(Collected data entries)

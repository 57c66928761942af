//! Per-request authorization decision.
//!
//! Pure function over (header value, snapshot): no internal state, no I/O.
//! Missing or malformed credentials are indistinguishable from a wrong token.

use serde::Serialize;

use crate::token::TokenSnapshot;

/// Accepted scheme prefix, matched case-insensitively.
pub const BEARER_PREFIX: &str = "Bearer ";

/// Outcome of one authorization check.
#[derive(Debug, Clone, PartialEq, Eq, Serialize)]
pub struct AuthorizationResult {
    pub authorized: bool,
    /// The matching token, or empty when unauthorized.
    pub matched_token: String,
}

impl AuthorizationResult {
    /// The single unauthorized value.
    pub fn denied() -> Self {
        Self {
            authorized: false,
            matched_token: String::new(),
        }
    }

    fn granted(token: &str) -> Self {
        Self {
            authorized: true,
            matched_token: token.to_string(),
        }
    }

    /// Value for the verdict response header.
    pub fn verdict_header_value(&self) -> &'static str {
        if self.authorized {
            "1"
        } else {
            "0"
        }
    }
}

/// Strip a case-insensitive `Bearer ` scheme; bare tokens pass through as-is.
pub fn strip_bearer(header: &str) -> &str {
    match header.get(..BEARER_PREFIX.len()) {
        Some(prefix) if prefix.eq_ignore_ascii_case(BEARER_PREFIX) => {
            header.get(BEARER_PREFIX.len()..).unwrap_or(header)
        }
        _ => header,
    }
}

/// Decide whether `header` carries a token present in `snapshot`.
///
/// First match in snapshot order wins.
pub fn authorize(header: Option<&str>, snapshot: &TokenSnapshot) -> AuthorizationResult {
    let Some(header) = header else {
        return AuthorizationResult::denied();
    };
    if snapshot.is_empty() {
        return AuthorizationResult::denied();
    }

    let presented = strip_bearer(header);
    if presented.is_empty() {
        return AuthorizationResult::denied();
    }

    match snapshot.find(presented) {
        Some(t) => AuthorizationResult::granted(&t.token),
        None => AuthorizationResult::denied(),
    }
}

How to complete this task ▸
All lines above that include the word "Some" should be located and copied.

Problem solution ▸
        Some(prefix) if prefix.eq_ignore_ascii_case(BEARER_PREFIX) => {
    let Some(header) = header else {
        Some(t) => AuthorizationResult::granted(&t.token),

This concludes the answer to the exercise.